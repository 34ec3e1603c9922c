//! MORODAS configuration system.

use serde::{Deserialize, Serialize};
use std::path::{Path, PathBuf};

use crate::error::{MorodasError, Result};

/// Root configuration.
#[derive(Debug, Clone, Default, Serialize, Deserialize)]
pub struct MorodasConfig {
    #[serde(default)]
    pub gateway: GatewayConfig,
    #[serde(default)]
    pub database: DatabaseConfig,
    #[serde(default)]
    pub workflow: WorkflowConfig,
}

impl MorodasConfig {
    /// Load config from the default path (~/.morodas/config.toml).
    pub fn load() -> Result<Self> {
        let path = Self::default_path();
        if path.exists() {
            Self::load_from(&path)
        } else {
            Ok(Self::default())
        }
    }

    /// Load config from a specific path.
    pub fn load_from(path: &Path) -> Result<Self> {
        let content = std::fs::read_to_string(path)
            .map_err(|e| MorodasError::Config(format!("Failed to read config: {e}")))?;
        let config: Self = toml::from_str(&content)
            .map_err(|e| MorodasError::Config(format!("Failed to parse config: {e}")))?;
        Ok(config)
    }

    /// Save config to the default path.
    pub fn save(&self) -> Result<()> {
        let path = Self::default_path();
        if let Some(parent) = path.parent() {
            std::fs::create_dir_all(parent)?;
        }
        let content = toml::to_string_pretty(self)
            .map_err(|e| MorodasError::Config(format!("Failed to serialize config: {e}")))?;
        std::fs::write(&path, content)?;
        Ok(())
    }

    /// Get the default config path.
    pub fn default_path() -> PathBuf {
        Self::home_dir().join("config.toml")
    }

    /// Get the MORODAS home directory (~/.morodas).
    pub fn home_dir() -> PathBuf {
        dirs::home_dir()
            .unwrap_or_else(|| PathBuf::from("."))
            .join(".morodas")
    }
}

/// HTTP gateway configuration.
#[derive(Debug, Clone, Serialize, Deserialize)]
pub struct GatewayConfig {
    #[serde(default = "default_host")]
    pub host: String,
    #[serde(default = "default_port")]
    pub port: u16,
    /// Dashboard API token. Empty = open (development only).
    #[serde(default)]
    pub api_token: String,
    /// Pre-shared secret for the sweep entry point. Empty = sweep rejected.
    #[serde(default)]
    pub sweep_secret: String,
}

fn default_host() -> String { "127.0.0.1".into() }
fn default_port() -> u16 { 8790 }

impl Default for GatewayConfig {
    fn default() -> Self {
        Self {
            host: default_host(),
            port: default_port(),
            api_token: String::new(),
            sweep_secret: String::new(),
        }
    }
}

/// SQLite store configuration.
#[derive(Debug, Clone, Serialize, Deserialize)]
pub struct DatabaseConfig {
    #[serde(default = "default_db_path")]
    pub path: String,
}

fn default_db_path() -> String { "~/.morodas/morodas.db".into() }

impl Default for DatabaseConfig {
    fn default() -> Self {
        Self { path: default_db_path() }
    }
}

/// External workflow-execution server configuration.
#[derive(Debug, Clone, Serialize, Deserialize)]
pub struct WorkflowConfig {
    /// Base URL of the workflow server. Empty = dispatch disabled.
    #[serde(default)]
    pub base_url: String,
    #[serde(default = "default_workflow_timeout")]
    pub timeout_secs: u64,
}

fn default_workflow_timeout() -> u64 { 30 }

impl Default for WorkflowConfig {
    fn default() -> Self {
        Self {
            base_url: String::new(),
            timeout_secs: default_workflow_timeout(),
        }
    }
}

============================================================

Please give the listing again exactly, line for line.

- **Solution to this exercise**:
repository 34ec3e1603c9922c
//! MORODAS configuration system.

use serde::{Deserialize, Serialize};
use std::path::{Path, PathBuf};

use crate::error::{MorodasError, Result};

/// Root configuration.
#[derive(Debug, Clone, Default, Serialize, Deserialize)]
pub struct MorodasConfig {
    #[serde(default)]
    pub gateway: GatewayConfig,
    #[serde(default)]
    pub database: DatabaseConfig,
    #[serde(default)]
    pub workflow: WorkflowConfig,
}

impl MorodasConfig {
    /// Load config from the default path (~/.morodas/config.toml).
    pub fn load() -> Result<Self> {
        let path = Self::default_path();
        if path.exists() {
            Self::load_from(&path)
        } else {
            Ok(Self::default())
        }
    }

    /// Load config from a specific path.
    pub fn load_from(path: &Path) -> Result<Self> {
        let content = std::fs::read_to_string(path)
            .map_err(|e| MorodasError::Config(format!("Failed to read config: {e}")))?;
        let config: Self = toml::from_str(&content)
            .map_err(|e| MorodasError::Config(format!("Failed to parse config: {e}")))?;
        Ok(config)
    }

    /// Save config to the default path.
    pub fn save(&self) -> Result<()> {
        let path = Self::default_path();
        if let Some(parent) = path.parent() {
            std::fs::create_dir_all(parent)?;
        }
        let content = toml::to_string_pretty(self)
            .map_err(|e| MorodasError::Config(format!("Failed to serialize config: {e}")))?;
        std::fs::write(&path, content)?;
        Ok(())
    }

    /// Get the default config path.
    pub fn default_path() -> PathBuf {
        Self::home_dir().join("config.toml")
    }

    /// Get the MORODAS home directory (~/.morodas).
    pub fn home_dir() -> PathBuf {
        dirs::home_dir()
            .unwrap_or_else(|| PathBuf::from("."))
            .join(".morodas")
    }
}

/// HTTP gateway configuration.
#[derive(Debug, Clone, Serialize, Deserialize)]
pub struct GatewayConfig {
    #[serde(default = "default_host")]
    pub host: String,
    #[serde(default = "default_port")]
    pub port: u16,
    /// Dashboard API token. Empty = open (development only).
    #[serde(default)]
    pub api_token: String,
    /// Pre-shared secret for the sweep entry point. Empty = sweep rejected.
    #[serde(default)]
    pub sweep_secret: String,
}

fn default_host() -> String { "127.0.0.1".into() }
fn default_port() -> u16 { 8790 }

impl Default for GatewayConfig {
    fn default() -> Self {
        Self {
            host: default_host(),
            port: default_port(),
            api_token: String::new(),
            sweep_secret: String::new(),
        }
    }
}

/// SQLite store configuration.
#[derive(Debug, Clone, Serialize, Deserialize)]
pub struct DatabaseConfig {
    #[serde(default = "default_db_path")]
    pub path: String,
}

fn default_db_path() -> String { "~/.morodas/morodas.db".into() }

impl Default for DatabaseConfig {
    fn default() -> Self {
        Self { path: default_db_path() }
    }
}

/// External workflow-execution server configuration.
#[derive(Debug, Clone, Serialize, Deserialize)]
pub struct WorkflowConfig {
    /// Base URL of the workflow server. Empty = dispatch disabled.
    #[serde(default)]
    pub base_url: String,
    #[serde(default = "default_workflow_timeout")]
    pub timeout_secs: u64,
}

fn default_workflow_timeout() -> u64 { 30 }

impl Default for WorkflowConfig {
    fn default() -> Self {
        Self {
            base_url: String::new(),
            timeout_secs: default_workflow_timeout(),
        }
    }
}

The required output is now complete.